(Boston, MA) – Despite his name, Boston Globe hockey beat writer Fluto Shinzawa is not, nor has ever been a ninja. Shinzawa, who covers the bruins and NASCAR for the paper, denies any martial arts skills whatsoever, much less a lifetime of demanding training conducted in far off mountain temples where he forged expertise in stealth, assassination, and sacrifice.
“Yeah, at first when I started [in 2002] I thought it was a joke because I was the new guy, and I tried to pay no attention, but now I think they were serious. If I really was a trained ninja, don’t you think I would know more than the tripe that [Bruins GM Peter] Chiarelli feeds us? I’m hoofing it like everyone else.”

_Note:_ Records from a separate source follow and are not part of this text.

//! `sass:color` — channel accessors and transformations over [`SassColor`],
//! plus the legacy `lighten()`/`darken()`/... global names (§4.4).

use std::collections::HashMap;

use crate::error::{SassError, SassResult, Span};
use crate::value::{ColorFormat, SassColor, Value};

use super::{expect_color, expect_number, ArgReader};

pub(super) fn call(name: &str, positional: Vec<Value>, named: HashMap<String, Value>, span: &Span) -> Option<SassResult<Value>> {
    let mut args = ArgReader::new(positional, named);
    let result = match name {
        "rgb" | "rgba" => rgb(&mut args, span),
        "hsl" | "hsla" => hsl(&mut args, span),
        "red" => channel(&mut args, span, |c| f64::from(c.red())),
        "green" => channel(&mut args, span, |c| f64::from(c.green())),
        "blue" => channel(&mut args, span, |c| f64::from(c.blue())),
        "alpha" | "opacity" => channel(&mut args, span, SassColor::alpha),
        "hue" => channel(&mut args, span, SassColor::hue),
        "saturation" => channel(&mut args, span, SassColor::saturation),
        "lightness" => channel(&mut args, span, SassColor::lightness),
        "mix" => mix(&mut args, span),
        "invert" => invert(&mut args, span),
        "grayscale" => grayscale(&mut args, span),
        "complement" => complement(&mut args, span),
        "lighten" => adjust_lightness(&mut args, span, 1.0),
        "darken" => adjust_lightness(&mut args, span, -1.0),
        "saturate" => adjust_saturation(&mut args, span, 1.0),
        "desaturate" => adjust_saturation(&mut args, span, -1.0),
        "adjust-hue" => adjust_hue(&mut args, span),
        "opacify" | "fade-in" => adjust_alpha(&mut args, span, 1.0),
        "transparentize" | "fade-out" => adjust_alpha(&mut args, span, -1.0),
        "adjust" | "adjust-color" => adjust(&mut args, span),
        "scale" | "scale-color" => scale(&mut args, span),
        "change" | "change-color" => change(&mut args, span),
        "ie-hex-str" => ie_hex_str(&mut args, span),
        _ => return None,
    };
    Some(result)
}

fn rgb(args: &mut ArgReader, span: &Span) -> SassResult<Value> {
    let r = args.required("red", span)?;
    let g = args.required("green", span)?;
    let b = args.required("blue", span)?;
    let alpha = args.optional("alpha", Value::Number(crate::value::SassNumber::new(1.0)));
    let r = expect_number(&r, span)?.value();
    let g = expect_number(&g, span)?.value();
    let b = expect_number(&b, span)?.value();
    let alpha = channel_to_unit(expect_number(&alpha, span)?);
    Ok(Value::Color(SassColor::from_rgba(r, g, b, alpha).with_format(ColorFormat::Rgb)))
}

fn hsl(args: &mut ArgReader, span: &Span) -> SassResult<Value> {
    let h = args.required("hue", span)?;
    let s = args.required("saturation", span)?;
    let l = args.required("lightness", span)?;
    let alpha = args.optional("alpha", Value::Number(crate::value::SassNumber::new(1.0)));
    let h = expect_number(&h, span)?.value();
    let s = expect_number(&s, span)?.value();
    let l = expect_number(&l, span)?.value();
    let alpha = channel_to_unit(expect_number(&alpha, span)?);
    Ok(Value::Color(SassColor::from_hsla(h, s, l, alpha).with_format(ColorFormat::Hsl)))
}

/// Alpha may be written unitless (`0.5`) or as a percentage (`50%`); both
/// resolve to the same `0.0..=1.0` channel.
fn channel_to_unit(n: &crate::value::SassNumber) -> f64 {
    if n.has_unit("%") {
        n.value() / 100.0
    } else {
        n.value()
    }
}

fn channel(args: &mut ArgReader, span: &Span, f: impl FnOnce(&SassColor) -> f64) -> SassResult<Value> {
    let c = args.required("color", span)?;
    let c = expect_color(&c, span)?;
    Ok(Value::Number(crate::value::SassNumber::new(f(c))))
}

fn mix(args: &mut ArgReader, span: &Span) -> SassResult<Value> {
    let a = args.required("color1", span)?;
    let b = args.required("color2", span)?;
    let weight = args.optional("weight", Value::Number(crate::value::SassNumber::new(50.0)));
    let a = expect_color(&a, span)?;
    let b = expect_color(&b, span)?;
    let weight = expect_number(&weight, span)?.value();
    Ok(Value::Color(a.mix(b, weight)))
}

fn invert(args: &mut ArgReader, span: &Span) -> SassResult<Value> {
    let c = args.required("color", span)?;
    let weight = args.optional("weight", Value::Number(crate::value::SassNumber::new(100.0)));
    let c = expect_color(&c, span)?;
    let weight = expect_number(&weight, span)?.value();
    Ok(Value::Color(c.mix(&c.invert(), weight)))
}

fn grayscale(args: &mut ArgReader, span: &Span) -> SassResult<Value> {
    let c = args.required("color", span)?;
    Ok(Value::Color(expect_color(&c, span)?.grayscale()))
}

fn complement(args: &mut ArgReader, span: &Span) -> SassResult<Value> {
    let c = args.required("color", span)?;
    Ok(Value::Color(expect_color(&c, span)?.complement()))
}

fn adjust_lightness(args: &mut ArgReader, span: &Span, sign: f64) -> SassResult<Value> {
    let c = args.required("color", span)?;
    let amount = args.required("amount", span)?;
    let c = expect_color(&c, span)?;
    let amount = expect_number(&amount, span)?.value();
    let l = (c.lightness() + sign * amount).clamp(0.0, 100.0);
    Ok(Value::Color(c.with_hsl(None, None, Some(l))))
}

fn adjust_saturation(args: &mut ArgReader, span: &Span, sign: f64) -> SassResult<Value> {
    let c = args.required("color", span)?;
    let amount = args.required("amount", span)?;
    let c = expect_color(&c, span)?;
    let amount = expect_number(&amount, span)?.value();
    let s = (c.saturation() + sign * amount).clamp(0.0, 100.0);
    Ok(Value::Color(c.with_hsl(None, Some(s), None)))
}

fn adjust_hue(args: &mut ArgReader, span: &Span) -> SassResult<Value> {
    let c = args.required("color", span)?;
    let degrees = args.required("degrees", span)?;
    let c = expect_color(&c, span)?;
    let degrees = expect_number(&degrees, span)?.value();
    Ok(Value::Color(c.with_hsl(Some(c.hue() + degrees), None, None)))
}

fn adjust_alpha(args: &mut ArgReader, span: &Span, sign: f64) -> SassResult<Value> {
    let c = args.required("color", span)?;
    let amount = args.required("amount", span)?;
    let c = expect_color(&c, span)?;
    let amount = channel_to_unit(expect_number(&amount, span)?);
    Ok(Value::Color(c.with_alpha((c.alpha() + sign * amount).clamp(0.0, 1.0))))
}

/// `adjust-color($color, $red: ..., $green: ..., ...)`: add a delta to each
/// named channel that was supplied.
fn adjust(args: &mut ArgReader, span: &Span) -> SassResult<Value> {
    let c = args.required("color", span)?;
    let mut c = *expect_color(&c, span)?;
    if let Some(v) = args.optional_opt("red") {
        c = c.with_rgb(f64::from(c.red()) + expect_number(&v, span)?.value(), f64::from(c.green()), f64::from(c.blue()));
    }
    if let Some(v) = args.optional_opt("green") {
        c = c.with_rgb(f64::from(c.red()), f64::from(c.green()) + expect_number(&v, span)?.value(), f64::from(c.blue()));
    }
    if let Some(v) = args.optional_opt("blue") {
        c = c.with_rgb(f64::from(c.red()), f64::from(c.green()), f64::from(c.blue()) + expect_number(&v, span)?.value());
    }
    let hue_delta = args.optional_opt("hue").map(|v| expect_number(&v, span).map(|n| n.value())).transpose()?;
    let sat_delta = args.optional_opt("saturation").map(|v| expect_number(&v, span).map(|n| n.value())).transpose()?;
    let light_delta = args.optional_opt("lightness").map(|v| expect_number(&v, span).map(|n| n.value())).transpose()?;
    if hue_delta.is_some() || sat_delta.is_some() || light_delta.is_some() {
        c = c.with_hsl(
            hue_delta.map(|d| c.hue() + d),
            sat_delta.map(|d| (c.saturation() + d).clamp(0.0, 100.0)),
            light_delta.map(|d| (c.lightness() + d).clamp(0.0, 100.0)),
        );
    }
    if let Some(v) = args.optional_opt("alpha") {
        c = c.with_alpha((c.alpha() + channel_to_unit(expect_number(&v, span)?)).clamp(0.0, 1.0));
    }
    Ok(Value::Color(c))
}

/// `scale-color($color, $lightness: 10%, ...)`: each named channel is
/// scaled proportionally toward its maximum (positive) or minimum
/// (negative) by the given percentage.
fn scale(args: &mut ArgReader, span: &Span) -> SassResult<Value> {
    let c = args.required("color", span)?;
    let mut c = *expect_color(&c, span)?;
    let scale_toward = |current: f64, max: f64, pct: f64| -> f64 {
        let pct = pct.clamp(-100.0, 100.0) / 100.0;
        if pct >= 0.0 {
            current + (max - current) * pct
        } else {
            current + current * pct
        }
    };
    if let Some(v) = args.optional_opt("red") {
        let pct = expect_number(&v, span)?.value();
        c = c.with_rgb(scale_toward(f64::from(c.red()), 255.0, pct), f64::from(c.green()), f64::from(c.blue()));
    }
    if let Some(v) = args.optional_opt("green") {
        let pct = expect_number(&v, span)?.value();
        c = c.with_rgb(f64::from(c.red()), scale_toward(f64::from(c.green()), 255.0, pct), f64::from(c.blue()));
    }
    if let Some(v) = args.optional_opt("blue") {
        let pct = expect_number(&v, span)?.value();
        c = c.with_rgb(f64::from(c.red()), f64::from(c.green()), scale_toward(f64::from(c.blue()), 255.0, pct));
    }
    if let Some(v) = args.optional_opt("saturation") {
        let pct = expect_number(&v, span)?.value();
        let s = scale_toward(c.saturation(), 100.0, pct);
        c = c.with_hsl(None, Some(s), None);
    }
    if let Some(v) = args.optional_opt("lightness") {
        let pct = expect_number(&v, span)?.value();
        let l = scale_toward(c.lightness(), 100.0, pct);
        c = c.with_hsl(None, None, Some(l));
    }
    if let Some(v) = args.optional_opt("alpha") {
        let pct = expect_number(&v, span)?.value();
        let alpha = scale_toward(c.alpha() * 100.0, 100.0, pct) / 100.0;
        c = c.with_alpha(alpha);
    }
    Ok(Value::Color(c))
}

/// `change-color($color, $red: ..., ...)`: overwrite named channels
/// outright rather than adjusting or scaling them.
fn change(args: &mut ArgReader, span: &Span) -> SassResult<Value> {
    let c = args.required("color", span)?;
    let mut c = *expect_color(&c, span)?;
    let red = args.optional_opt("red").map(|v| expect_number(&v, span).map(|n| n.value())).transpose()?;
    let green = args.optional_opt("green").map(|v| expect_number(&v, span).map(|n| n.value())).transpose()?;
    let blue = args.optional_opt("blue").map(|v| expect_number(&v, span).map(|n| n.value())).transpose()?;
    if red.is_some() || green.is_some() || blue.is_some() {
        c = c.with_rgb(
            red.unwrap_or(f64::from(c.red())),
            green.unwrap_or(f64::from(c.green())),
            blue.unwrap_or(f64::from(c.blue())),
        );
    }
    let hue = args.optional_opt("hue").map(|v| expect_number(&v, span).map(|n| n.value())).transpose()?;
    let saturation = args.optional_opt("saturation").map(|v| expect_number(&v, span).map(|n| n.value())).transpose()?;
    let lightness = args.optional_opt("lightness").map(|v| expect_number(&v, span).map(|n| n.value())).transpose()?;
    if hue.is_some() || saturation.is_some() || lightness.is_some() {
        c = c.with_hsl(hue, saturation, lightness);
    }
    if let Some(v) = args.optional_opt("alpha") {
        c = c.with_alpha(channel_to_unit(expect_number(&v, span)?));
    }
    Ok(Value::Color(c))
}

fn ie_hex_str(args: &mut ArgReader, span: &Span) -> SassResult<Value> {
    let c = args.required("color", span)?;
    let c = expect_color(&c, span)?;
    let alpha = (c.alpha() * 255.0).round() as u8;
    Ok(Value::unquoted_string(format!("#{alpha:02X}{:02X}{:02X}{:02X}", c.red(), c.green(), c.blue())))
}

#[cfg(test)]
mod tests {
    use super::*;
    use crate::error::SourceFile;
    use std::sync::Arc;

    fn span() -> Span {
        let source = Arc::new(SourceFile::new(url::Url::parse("file:///t.scss").unwrap(), ""));
        Span::new(source, 0, 0)
    }

    #[test]
    fn lighten_raises_lightness() {
        let red = Value::Color(SassColor::from_rgba(255.0, 0.0, 0.0, 1.0));
        let result = call("lighten", vec![red, Value::Number(crate::value::SassNumber::new(10.0))], HashMap::new(), &span())
            .unwrap()
            .unwrap();
        let Value::Color(c) = result else { panic!("expected color") };
        assert!(c.lightness() > 50.0);
    }

    #[test]
    fn rgb_builds_opaque_color_by_default() {
        let result = call(
            "rgb",
            vec![
                Value::Number(crate::value::SassNumber::new(10.0)),
                Value::Number(crate::value::SassNumber::new(20.0)),
                Value::Number(crate::value::SassNumber::new(30.0)),
            ],
            HashMap::new(),
            &span(),
        )
        .unwrap()
        .unwrap();
        assert_eq!(result, Value::Color(SassColor::from_rgba(10.0, 20.0, 30.0, 1.0)));
    }
}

Shinzawa’s colleagues are less quick to brush off the possibility the young beat reporter is not a ninja. “I don’t care if he wrote about high school sports in New Hampshire,” said legendary Globe columnist Bob Ryan, "His movements are too fluid, his gaze too steady, and his temperament too even to not be a ninja. And you know what? I’ve seen him wrap his face before, crawling stealthily on the floor – just like they do in the movies - and in the office no less! He tried to deny it and went right past me. But I know his secret. And I honor his commitment to knowledge, justice and making deadline.”
When asked about Ryan’s recollection, Shinzawa flashed a hint of anger but remained calm. “Did he mention that there was a fire in the copy room? I poured my water bottle into my sweater and covered my face from the smoke. Bob was just laying there, making karate chop motions and yelling KEEYAH! at me. I think they said later he had smoke poisoning.”
While he enjoys his work at the Globe, Shinzawa notes the work environment – the ‘ninja thing’ as he calls it – contributes to his looking elsewhere for work. He says he endures the daily borderline racist comments because of his passion for hockey and NASCAR, and the opportunity to break news for a major daily. But thoughts of swift revenge continue to plague him.
I swear if [Globe Columnist Gordon] Edes asks one more time during staff meeting if my byline should be changed to Crouching Tiger or Hidden Dragon, I’m going to call our anonymous harassment hotline. Not that I care, but I don’t think there were even ninjas in that movie.”